Problem:
For this exercise, restate word for word only the lines from the first line of the data to the line containing "Expected to complete.".
━━ Provided records
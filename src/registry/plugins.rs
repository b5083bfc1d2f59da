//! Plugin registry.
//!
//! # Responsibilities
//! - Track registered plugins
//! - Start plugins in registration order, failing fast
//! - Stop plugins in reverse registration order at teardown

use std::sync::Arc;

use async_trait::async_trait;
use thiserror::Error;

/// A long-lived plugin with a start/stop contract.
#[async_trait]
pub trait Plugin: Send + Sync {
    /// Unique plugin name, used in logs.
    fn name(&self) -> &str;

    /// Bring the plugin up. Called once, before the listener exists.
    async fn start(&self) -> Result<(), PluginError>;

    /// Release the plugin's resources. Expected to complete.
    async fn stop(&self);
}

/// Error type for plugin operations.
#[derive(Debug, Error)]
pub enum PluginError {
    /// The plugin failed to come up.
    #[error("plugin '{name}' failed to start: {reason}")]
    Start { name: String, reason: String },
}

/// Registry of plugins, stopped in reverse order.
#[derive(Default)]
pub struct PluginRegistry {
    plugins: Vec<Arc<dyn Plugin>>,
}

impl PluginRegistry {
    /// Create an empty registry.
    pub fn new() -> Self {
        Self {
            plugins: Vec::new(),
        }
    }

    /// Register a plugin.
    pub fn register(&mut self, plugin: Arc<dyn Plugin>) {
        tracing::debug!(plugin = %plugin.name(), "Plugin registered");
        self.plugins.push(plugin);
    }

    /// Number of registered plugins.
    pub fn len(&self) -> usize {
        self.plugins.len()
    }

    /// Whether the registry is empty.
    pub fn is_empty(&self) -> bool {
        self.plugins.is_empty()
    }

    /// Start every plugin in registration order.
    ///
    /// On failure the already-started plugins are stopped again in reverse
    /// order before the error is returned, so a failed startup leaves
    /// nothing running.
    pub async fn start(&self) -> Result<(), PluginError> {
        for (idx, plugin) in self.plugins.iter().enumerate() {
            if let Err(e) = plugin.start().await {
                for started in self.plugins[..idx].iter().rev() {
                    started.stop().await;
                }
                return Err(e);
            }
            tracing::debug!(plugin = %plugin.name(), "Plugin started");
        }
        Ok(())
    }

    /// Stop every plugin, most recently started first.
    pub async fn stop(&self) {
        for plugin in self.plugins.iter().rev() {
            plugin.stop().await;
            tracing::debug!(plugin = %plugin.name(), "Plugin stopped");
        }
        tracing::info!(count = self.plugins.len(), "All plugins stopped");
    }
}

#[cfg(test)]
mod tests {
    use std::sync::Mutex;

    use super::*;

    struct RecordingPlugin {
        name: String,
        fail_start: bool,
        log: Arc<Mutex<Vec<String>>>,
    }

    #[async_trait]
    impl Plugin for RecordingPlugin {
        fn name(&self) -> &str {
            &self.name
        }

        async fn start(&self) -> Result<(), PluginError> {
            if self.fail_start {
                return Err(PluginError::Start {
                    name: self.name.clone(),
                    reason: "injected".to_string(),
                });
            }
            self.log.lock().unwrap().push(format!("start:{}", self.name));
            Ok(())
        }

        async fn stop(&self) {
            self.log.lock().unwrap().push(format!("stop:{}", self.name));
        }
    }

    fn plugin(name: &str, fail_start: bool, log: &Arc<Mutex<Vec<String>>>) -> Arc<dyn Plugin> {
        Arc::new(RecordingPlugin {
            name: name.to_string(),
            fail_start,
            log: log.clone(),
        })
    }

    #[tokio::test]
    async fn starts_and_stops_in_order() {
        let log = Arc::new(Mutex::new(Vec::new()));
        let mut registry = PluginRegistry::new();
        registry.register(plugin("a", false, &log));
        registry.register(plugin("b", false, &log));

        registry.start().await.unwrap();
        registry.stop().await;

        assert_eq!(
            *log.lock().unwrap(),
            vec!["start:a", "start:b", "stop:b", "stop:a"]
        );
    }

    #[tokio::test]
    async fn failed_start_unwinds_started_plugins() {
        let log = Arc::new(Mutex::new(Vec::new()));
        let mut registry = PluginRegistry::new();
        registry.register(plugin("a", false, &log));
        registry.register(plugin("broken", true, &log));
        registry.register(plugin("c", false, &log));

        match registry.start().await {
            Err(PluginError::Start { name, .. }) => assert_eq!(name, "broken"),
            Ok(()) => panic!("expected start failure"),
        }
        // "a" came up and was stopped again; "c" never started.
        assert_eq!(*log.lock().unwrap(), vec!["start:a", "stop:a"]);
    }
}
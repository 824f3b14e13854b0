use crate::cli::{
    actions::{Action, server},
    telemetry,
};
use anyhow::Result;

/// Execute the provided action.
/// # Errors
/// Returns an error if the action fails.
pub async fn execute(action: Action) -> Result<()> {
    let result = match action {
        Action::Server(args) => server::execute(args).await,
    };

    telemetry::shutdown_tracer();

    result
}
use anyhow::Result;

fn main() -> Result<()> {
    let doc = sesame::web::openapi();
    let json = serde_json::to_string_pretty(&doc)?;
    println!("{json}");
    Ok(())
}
━━━━
Task response:
filename src/registry/plugins.rs
repository b5083bfc1d2f59da
//! Plugin registry.
//!
//! # Responsibilities
//! - Track registered plugins
//! - Start plugins in registration order, failing fast
//! - Stop plugins in reverse registration order at teardown

use std::sync::Arc;

use async_trait::async_trait;
use thiserror::Error;

/// A long-lived plugin with a start/stop contract.
#[async_trait]
pub trait Plugin: Send + Sync {
    /// Unique plugin name, used in logs.
    fn name(&self) -> &str;

    /// Bring the plugin up. Called once, before the listener exists.
    async fn start(&self) -> Result<(), PluginError>;

    /// Release the plugin's resources. Expected to complete.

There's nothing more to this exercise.